The typical folk tale has three examples, as in the Three Little Pigs and Goldilocks and the Three Bears. After the third example, even little children can see the pattern.
On July 8, Treasury Secretary Timothy Geithner gave us the third example from which we can judge his reliability. He issued his third semiannual report to Congress about which countries are manipulating their currencies. For the third time, he concluded that China is not manipulating its currency.
In contrast, the report's annex notes that the Chinese government had accumulated $2.4 trillion worth of currency reserves by December 2009 as part of its mercantilist strategy. The Chinese government maximizes exports and minimizes imports and makes up the difference by buying foreign currencies in order to keep its own currency undervalued, so that its industries can steal market share, investment, and jobs from its trading partners.

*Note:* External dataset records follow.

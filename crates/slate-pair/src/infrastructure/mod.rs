//! Infrastructure layer for the pairing panel.
//!
//! - **`host_source`** – `PairingTokenSource` backed by the controller
//!   crate's `HostApi`.
//! - **`panel`** – `PanelService`, the task that keeps exactly one refresh
//!   timer armed while the panel is open.
//! - **`probe`** – `/health` discovery probe.

pub mod host_source;
pub mod panel;
pub mod probe;
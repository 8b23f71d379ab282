//! Frame encoding and decoding.
//!
//! Outbound frames are plain serde serialisation of [`ClientMessage`].
//! Inbound frames are decoded in two steps so that the three kinds of
//! "not actionable" input stay distinguishable:
//!
//! 1. Parse the text as JSON and require an object with a string `type`.
//!    Anything else is a [`ProtocolError`] (malformed).
//! 2. Look the type up.  Unknown types and client→host types are
//!    well-formed but not for us ([`InboundFrame::Unknown`] /
//!    [`InboundFrame::Ignored`]).  Known host→client types have their
//!    `payload` decoded into the typed struct; a missing or `null` payload
//!    counts as `{}`.

use serde::de::DeserializeOwned;
use serde_json::{Map, Value};
use thiserror::Error;

use super::messages::{ClientMessage, Direction, MessageType, ServerMessage};

/// Errors produced while decoding or encoding a frame.
#[derive(Debug, Error)]
pub enum ProtocolError {
    /// The frame was not valid JSON.
    #[error("frame is not valid JSON: {0}")]
    InvalidJson(#[source] serde_json::Error),

    /// The frame was JSON but not an object (e.g. `null` or a string).
    #[error("frame is not a JSON object")]
    NotAnObject,

    /// The object had no string `type` field.
    #[error("frame has no string `type` field")]
    MissingType,

    /// A known message type carried a payload of the wrong shape.
    #[error("invalid {message_type} payload: {source}")]
    InvalidPayload {
        message_type: MessageType,
        #[source]
        source: serde_json::Error,
    },

    /// An outbound message could not be serialised.
    #[error("failed to encode {message_type}: {source}")]
    Encode {
        message_type: MessageType,
        #[source]
        source: serde_json::Error,
    },
}

/// A decoded inbound frame.
#[derive(Debug, Clone, PartialEq)]
pub enum InboundFrame {
    /// A host→client message this controller acts on.
    Server(ServerMessage),
    /// A known type that only flows client→host; ignored on receipt.
    Ignored(MessageType),
    /// A well-formed frame with a type this build does not know.
    Unknown(String),
}

/// Decodes one text frame.
///
/// # Errors
///
/// Returns [`ProtocolError`] when the frame is not a JSON object with a
/// string `type`, or when a known type carries an undecodable payload.
pub fn decode_frame(raw: &str) -> Result<InboundFrame, ProtocolError> {
    let value: Value = serde_json::from_str(raw).map_err(ProtocolError::InvalidJson)?;
    decode_value(value)
}

/// Decodes an already-parsed JSON value.
///
/// # Errors
///
/// Same as [`decode_frame`], minus [`ProtocolError::InvalidJson`].
pub fn decode_value(value: Value) -> Result<InboundFrame, ProtocolError> {
    let Value::Object(mut object) = value else {
        return Err(ProtocolError::NotAnObject);
    };

    let type_name = match object.get("type") {
        Some(Value::String(s)) => s.clone(),
        _ => return Err(ProtocolError::MissingType),
    };

    let Some(message_type) = MessageType::from_wire(&type_name) else {
        return Ok(InboundFrame::Unknown(type_name));
    };

    if message_type.direction() == Direction::ClientToHost {
        return Ok(InboundFrame::Ignored(message_type));
    }

    let payload = match object.remove("payload") {
        None | Some(Value::Null) => Value::Object(Map::new()),
        Some(p) => p,
    };

    let message = match message_type {
        MessageType::Welcome => ServerMessage::Welcome(payload_as(message_type, payload)?),
        MessageType::AuthRequired => ServerMessage::AuthRequired,
        MessageType::AuthResult => ServerMessage::AuthResult(payload_as(message_type, payload)?),
        MessageType::ButtonsList => ServerMessage::ButtonsList(payload_as(message_type, payload)?),
        MessageType::ProfilesList => {
            ServerMessage::ProfilesList(payload_as(message_type, payload)?)
        }
        MessageType::ProfileSwitched => {
            ServerMessage::ProfileSwitched(payload_as(message_type, payload)?)
        }
        MessageType::ActionResult => {
            ServerMessage::ActionResult(payload_as(message_type, payload)?)
        }
        MessageType::SystemStats => ServerMessage::SystemStats(payload_as(message_type, payload)?),
        MessageType::Ping => ServerMessage::Ping,
        MessageType::Error => ServerMessage::Error(payload_as(message_type, payload)?),
        // Client→host types returned above.
        MessageType::Hello
        | MessageType::ButtonPressed
        | MessageType::GetButtons
        | MessageType::GetProfiles
        | MessageType::SwitchProfile
        | MessageType::Pong => return Ok(InboundFrame::Ignored(message_type)),
    };

    Ok(InboundFrame::Server(message))
}

/// Encodes an outbound message as a JSON text frame.
///
/// # Errors
///
/// Returns [`ProtocolError::Encode`] if serialisation fails.
pub fn encode_frame(msg: &ClientMessage) -> Result<String, ProtocolError> {
    serde_json::to_string(msg).map_err(|source| ProtocolError::Encode {
        message_type: msg.message_type(),
        source,
    })
}

fn payload_as<T: DeserializeOwned>(
    message_type: MessageType,
    payload: Value,
) -> Result<T, ProtocolError> {
    serde_json::from_value(payload).map_err(|source| ProtocolError::InvalidPayload {
        message_type,
        source,
    })
}

// ── Tests ─────────────────────────────────────────────────────────────────────
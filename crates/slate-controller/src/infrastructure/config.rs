//! TOML-based configuration for the controller.
//!
//! Reads and writes [`ControllerConfig`] in the platform-appropriate config
//! directory:
//! - Windows:  `%APPDATA%\Slate\controller.toml`
//! - Linux:    `~/.config/slate/controller.toml`
//! - macOS:    `~/Library/Application Support/Slate/controller.toml`
//!
//! The session token lives next to it in `session.toml` (see
//! `token_store`).
//!
//! ```toml
//! [host]
//! base_url = "http://192.168.1.20:8000"
//! ws_path = "/ws"
//! request_timeout_secs = 10
//!
//! [reconnect]
//! initial_delay_ms = 1000
//! multiplier = 2
//! max_delay_ms = 30000
//!
//! [controller]
//! log_level = "info"
//! ```
//!
//! # Serde default values
//!
//! Every field carries `#[serde(default = "...")]`, so a file that only
//! sets `base_url` is valid and an absent file yields the defaults.

use std::path::{Path, PathBuf};
use std::time::Duration;

use serde::{Deserialize, Serialize};
use slate_core::protocol::http::WS_PATH;
use slate_core::BackoffPolicy;
use thiserror::Error;
use url::Url;

/// Name of the config file inside [`config_dir`].
pub const CONFIG_FILE_NAME: &str = "controller.toml";
/// Name of the session token file inside [`config_dir`].
pub const TOKEN_FILE_NAME: &str = "session.toml";

/// Error type for configuration file operations.
#[derive(Debug, Error)]
pub enum ConfigError {
    /// The platform config directory could not be determined.
    #[error("could not determine platform config directory")]
    NoPlatformConfigDir,

    /// A file system I/O error occurred.
    #[error("I/O error accessing config at {path}: {source}")]
    Io {
        path: PathBuf,
        #[source]
        source: std::io::Error,
    },

    /// The TOML content could not be parsed.
    #[error("failed to parse config TOML: {0}")]
    Parse(#[from] toml::de::Error),

    /// The config could not be serialized to TOML.
    #[error("failed to serialize config: {0}")]
    Serialize(#[from] toml::ser::Error),

    /// `base_url` is not an http(s) URL.
    #[error("invalid host base URL {url:?}: {reason}")]
    InvalidHostUrl { url: String, reason: String },

    /// A `[reconnect]` value would let the delay shrink or vanish.
    #[error("invalid [reconnect] setting: {0}")]
    InvalidReconnect(String),
}

// ── Config schema types ───────────────────────────────────────────────────────

/// Top-level controller configuration stored on disk.
#[derive(Debug, Clone, Serialize, Deserialize, PartialEq, Default)]
pub struct ControllerConfig {
    #[serde(default)]
    pub host: HostConfig,
    #[serde(default)]
    pub reconnect: ReconnectConfig,
    #[serde(default)]
    pub controller: ControllerSection,
}

/// Where the host lives.
#[derive(Debug, Clone, Serialize, Deserialize, PartialEq)]
pub struct HostConfig {
    /// Base URL of the host's API server (`http://ip:port`).
    #[serde(default = "default_base_url")]
    pub base_url: String,
    /// Path of the WebSocket endpoint on the same server.
    #[serde(default = "default_ws_path")]
    pub ws_path: String,
    /// Per-request timeout for REST calls and the WebSocket open.
    #[serde(default = "default_request_timeout_secs")]
    pub request_timeout_secs: u64,
}

/// Reconnect backoff curve.
#[derive(Debug, Clone, Serialize, Deserialize, PartialEq)]
pub struct ReconnectConfig {
    #[serde(default = "default_initial_delay_ms")]
    pub initial_delay_ms: u64,
    #[serde(default = "default_multiplier")]
    pub multiplier: u32,
    #[serde(default = "default_max_delay_ms")]
    pub max_delay_ms: u64,
}

/// General controller behaviour.
#[derive(Debug, Clone, Serialize, Deserialize, PartialEq)]
pub struct ControllerSection {
    /// `tracing` log level: `"error"`, `"warn"`, `"info"`, `"debug"`, `"trace"`.
    #[serde(default = "default_log_level")]
    pub log_level: String,
}

// ── Default helpers ───────────────────────────────────────────────────────────

fn default_base_url() -> String {
    "http://127.0.0.1:8000".to_string()
}
fn default_ws_path() -> String {
    WS_PATH.to_string()
}
fn default_request_timeout_secs() -> u64 {
    10
}
fn default_initial_delay_ms() -> u64 {
    1000
}
fn default_multiplier() -> u32 {
    2
}
fn default_max_delay_ms() -> u64 {
    30_000
}
fn default_log_level() -> String {
    "info".to_string()
}

impl Default for HostConfig {
    fn default() -> Self {
        Self {
            base_url: default_base_url(),
            ws_path: default_ws_path(),
            request_timeout_secs: default_request_timeout_secs(),
        }
    }
}

impl Default for ReconnectConfig {
    fn default() -> Self {
        Self {
            initial_delay_ms: default_initial_delay_ms(),
            multiplier: default_multiplier(),
            max_delay_ms: default_max_delay_ms(),
        }
    }
}

impl Default for ControllerSection {
    fn default() -> Self {
        Self {
            log_level: default_log_level(),
        }
    }
}

// ── Derived values ────────────────────────────────────────────────────────────

impl ControllerConfig {
    /// Parses `host.base_url`.
    ///
    /// # Errors
    ///
    /// [`ConfigError::InvalidHostUrl`] if it is not an absolute http(s) URL.
    pub fn base_url(&self) -> Result<Url, ConfigError> {
        let invalid = |reason: String| ConfigError::InvalidHostUrl {
            url: self.host.base_url.clone(),
            reason,
        };
        let url = Url::parse(&self.host.base_url).map_err(|e| invalid(e.to_string()))?;
        match url.scheme() {
            "http" | "https" => Ok(url),
            other => Err(invalid(format!("unsupported scheme {other:?}"))),
        }
    }

    /// The WebSocket URL: `http` → `ws`, `https` → `wss`, path = `ws_path`.
    ///
    /// # Errors
    ///
    /// Same as [`ControllerConfig::base_url`].
    pub fn ws_url(&self) -> Result<Url, ConfigError> {
        let mut url = self.base_url()?;
        let scheme = if url.scheme() == "https" { "wss" } else { "ws" };
        url.set_scheme(scheme).map_err(|()| ConfigError::InvalidHostUrl {
            url: self.host.base_url.clone(),
            reason: format!("cannot switch scheme to {scheme}"),
        })?;
        url.set_path(&self.host.ws_path);
        url.set_query(None);
        url.set_fragment(None);
        Ok(url)
    }

    pub fn request_timeout(&self) -> Duration {
        Duration::from_secs(self.host.request_timeout_secs)
    }

    /// Checks the values serde cannot: a zero initial delay or a multiplier
    /// below 1 would turn reconnects into a busy loop.
    ///
    /// # Errors
    ///
    /// [`ConfigError::InvalidReconnect`] naming the offending key.
    pub fn validate(&self) -> Result<(), ConfigError> {
        if self.reconnect.initial_delay_ms == 0 {
            return Err(ConfigError::InvalidReconnect(
                "initial_delay_ms must be at least 1".to_string(),
            ));
        }
        if self.reconnect.multiplier < 1 {
            return Err(ConfigError::InvalidReconnect(
                "multiplier must be at least 1".to_string(),
            ));
        }
        Ok(())
    }

    /// The reconnect curve.  Values that skipped [`validate`](Self::validate)
    /// are clamped to a 1 ms initial delay and a multiplier of 1.
    pub fn backoff(&self) -> BackoffPolicy {
        BackoffPolicy {
            initial: Duration::from_millis(self.reconnect.initial_delay_ms.max(1)),
            multiplier: self.reconnect.multiplier.max(1),
            max: Duration::from_millis(self.reconnect.max_delay_ms),
        }
    }
}

// ── Config repository ─────────────────────────────────────────────────────────

/// Determines the platform-appropriate directory for the config files.
///
/// # Errors
///
/// Returns [`ConfigError::NoPlatformConfigDir`] when the platform config base
/// directory cannot be determined from the environment.
pub fn config_dir() -> Result<PathBuf, ConfigError> {
    platform_config_dir().ok_or(ConfigError::NoPlatformConfigDir)
}

/// Resolves the default path of the config file.
///
/// # Errors
///
/// Returns [`ConfigError::NoPlatformConfigDir`] if the base directory cannot be
/// determined.
pub fn config_file_path() -> Result<PathBuf, ConfigError> {
    Ok(config_dir()?.join(CONFIG_FILE_NAME))
}

/// Resolves the default path of the session token file.
///
/// # Errors
///
/// Returns [`ConfigError::NoPlatformConfigDir`] if the base directory cannot be
/// determined.
pub fn token_file_path() -> Result<PathBuf, ConfigError> {
    Ok(config_dir()?.join(TOKEN_FILE_NAME))
}

/// Loads the config from `path`, returning the defaults if the file does
/// not exist.
///
/// # Errors
///
/// Returns [`ConfigError::Io`] for file-system errors other than "not found",
/// [`ConfigError::Parse`] if the TOML is malformed, and
/// [`ConfigError::InvalidReconnect`] if the backoff values are unusable.
pub fn load_config(path: &Path) -> Result<ControllerConfig, ConfigError> {
    match std::fs::read_to_string(path) {
        Ok(content) => {
            let config: ControllerConfig = toml::from_str(&content)?;
            config.validate()?;
            Ok(config)
        }
        Err(e) if e.kind() == std::io::ErrorKind::NotFound => Ok(ControllerConfig::default()),
        Err(e) => Err(ConfigError::Io {
            path: path.to_path_buf(),
            source: e,
        }),
    }
}

/// Persists `config` to `path`, creating parent directories as needed.
///
/// # Errors
///
/// Returns [`ConfigError::Io`] for file-system failures or
/// [`ConfigError::Serialize`] if serialization fails.
pub fn save_config(path: &Path, config: &ControllerConfig) -> Result<(), ConfigError> {
    if let Some(dir) = path.parent() {
        std::fs::create_dir_all(dir).map_err(|source| ConfigError::Io {
            path: dir.to_path_buf(),
            source,
        })?;
    }

    let content = toml::to_string_pretty(config)?;
    std::fs::write(path, content).map_err(|source| ConfigError::Io {
        path: path.to_path_buf(),
        source,
    })
}

/// Resolves the platform config base directory plus the `Slate` subdirectory.
fn platform_config_dir() -> Option<PathBuf> {
    #[cfg(target_os = "windows")]
    {
        std::env::var_os("APPDATA").map(|p| PathBuf::from(p).join("Slate"))
    }

    #[cfg(target_os = "linux")]
    {
        let base = std::env::var_os("XDG_CONFIG_HOME")
            .map(PathBuf::from)
            .or_else(|| std::env::var_os("HOME").map(|h| PathBuf::from(h).join(".config")))?;
        Some(base.join("slate"))
    }

    #[cfg(target_os = "macos")]
    {
        std::env::var_os("HOME").map(|h| {
            PathBuf::from(h)
                .join("Library")
                .join("Application Support")
                .join("Slate")
        })
    }

    #[cfg(not(any(target_os = "windows", target_os = "linux", target_os = "macos")))]
    {
        None
    }
}

// ── Tests ─────────────────────────────────────────────────────────────────────
//! Wire protocol for the controller ↔ host sync channel.

pub mod codec;
pub mod handler;
pub mod http;
pub mod messages;

pub use codec::{decode_frame, encode_frame, InboundFrame, ProtocolError};
pub use messages::{ClientMessage, MessageType, ServerMessage, PROTOCOL_VERSION};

The Chinese government's recent 1% strengthening of the yuan from 6.83 per dollar to 6.78 does not change this equation.
Geithner's report undercuts Senator Schumer's bipartisan Currency Exchange Rate Oversight Reform Bill, designed to end Chinese currency manipulations. That bill relies upon the U.S. Treasury Secretary to identify which countries are manipulating their currencies and identify when those countries have stopped their currency manipulations.
It is clear that Congress needs to base its bills on something more reliable than the Treasury Secretary's determinations. I suggest that American policy be based upon verifiable statistics.

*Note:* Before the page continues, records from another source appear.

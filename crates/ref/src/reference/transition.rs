//! Transition engine.
//!
//! Every state change goes through [`Ref::transit`] (checked) or [`Ref::rollback`]
//! (forced). Both hold the write lock only for the read-check-write of the state.

use std::mem;
use std::sync::Arc;

use tracing::{debug, error, warn};

use super::{Props, Ref};
use crate::{Direction, RefError, Result, State};

impl<T: Send + Sync + 'static> Ref<T> {
	/// Moves to `next` or fails with [`RefError::IllegalTransition`].
	pub(crate) fn to_state(&self, next: State) -> Result<()> {
		self.transit(next).map_err(|current| RefError::IllegalTransition {
			reference: self.shape(current).to_string(),
			from: current,
			to: next,
		})
	}

	/// Moves to `next` if legal. Returns false and leaves the state alone otherwise.
	pub(crate) fn try_state(&self, next: State) -> bool {
		self.transit(next).is_ok()
	}

	/// Compare-and-set on the state, then listener dispatch outside the lock.
	///
	/// On refusal returns the current state.
	fn transit(&self, next: State) -> std::result::Result<(), State> {
		let prev = {
			let mut slot = self.slot.write();
			if !slot.state.can_transit(next) {
				return Err(slot.state);
			}
			mem::replace(&mut slot.state, next)
		};

		debug!(reference = %self.shape(next), from = %prev, to = %next, "transition");

		if let Some(event) = prev.dispatch(Direction::Exit) {
			self.listeners.dispatch(event, self);
		}
		if let Some(event) = next.dispatch(Direction::Entry) {
			self.listeners.dispatch(event, self);
		}
		Ok(())
	}

	/// Forces the state onto its rollback edge, bypassing the legality check.
	///
	/// Dispatches nothing.
	pub(crate) fn rollback(&self) {
		let mut slot = self.slot.write();
		let from = slot.state;
		match from.rollback() {
			Some(to) => {
				slot.state = to;
				drop(slot);
				warn!(reference = %self.shape(to), %from, %to, "rolled back");
			}
			None => {
				drop(slot);
				error!(reference = %self.shape(from), %from, "no rollback edge");
			}
		}
	}
}

/// What a [`Completion`] does when it is finished or dropped.
pub(super) enum Step {
	/// Take the rollback edge of the current state.
	Rollback,
	/// Move to the given state.
	Transit(State),
	/// Clear props and move to [`State::Unbound`].
	Release,
}

/// Drop guard that brings an in-flight operation to a stable state.
///
/// Finishing it explicitly reports the outcome of the final step; dropping it
/// (early return or unwind) performs the step and logs a failure.
pub(super) struct Completion<'a, T: Send + Sync + 'static> {
	owner: &'a Ref<T>,
	step: Option<Step>,
}

impl<'a, T: Send + Sync + 'static> Completion<'a, T> {
	pub(super) fn new(owner: &'a Ref<T>, step: Step) -> Self {
		Self { owner, step: Some(step) }
	}

	/// Runs the step now.
	pub(super) fn finish(mut self) -> Result<()> {
		match self.step.take() {
			Some(step) => self.run(step),
			None => Ok(()),
		}
	}

	/// Forgets the step; the operation completed on its own.
	pub(super) fn disarm(mut self) {
		self.step = None;
	}

	fn run(&self, step: Step) -> Result<()> {
		match step {
			Step::Rollback => {
				self.owner.rollback();
				Ok(())
			}
			Step::Transit(next) => self.owner.to_state(next),
			Step::Release => {
				self.owner.slot.write().props = Arc::new(Props::new());
				self.owner.to_state(State::Unbound)
			}
		}
	}
}

impl<T: Send + Sync + 'static> Drop for Completion<'_, T> {
	fn drop(&mut self) {
		if let Some(step) = self.step.take()
			&& let Err(err) = self.run(step)
		{
			error!(error = %err, "failed to complete lifecycle operation");
		}
	}
}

Senator Schumer should revise his bill so that it imposes across-the-board tariffs on every country that has been engaging in mercantilism as evidenced by over $100 billion of foreign exchange reserves. According to the Treasury report's annex, the following countries had over $100 billion worth of such reserves as of December 2009:
China - $2,399 billion
Japan - $997 billion
Russia - $399 billion
Saudi Arabia - $397 billion
Taiwan - $348 billion
Korea - $265 billion
India - $259 billion
Brazil - $229 billion
Euro Area - $195 billion
Singapore - $187 billion
The tariff rate should be designed to collect 50% of our trade deficit with that country. It should go up when that trade deficit goes up, down when that trade deficit goes down, and disappear when that trade deficit approximates balance. (In the case of Brazil, there would be no tariff, because there is no trade deficit.) The Chinese and other mercantilist governments could then reduce our tariff rates by taking down their many tariff, non-tariff, and currency-manipulation barriers to our products.
Here's how the numbers of our proposal would work with China. In 2009, we imported $305 billion from China, but the Chinese government only let its people import $86 billion from us, creating a trade deficit of $219 billion. With a tariff designed to take in 50% of our trade deficit, that would be 50% of $219 billion, which is $109.5 billion. An initial tariff rate of 36% on $305 billion of imports from China would be designed to take in that $109.5 billion in tariff revenue. This is just about right, since 36% is approximately the amount by which the yuan is undervalued.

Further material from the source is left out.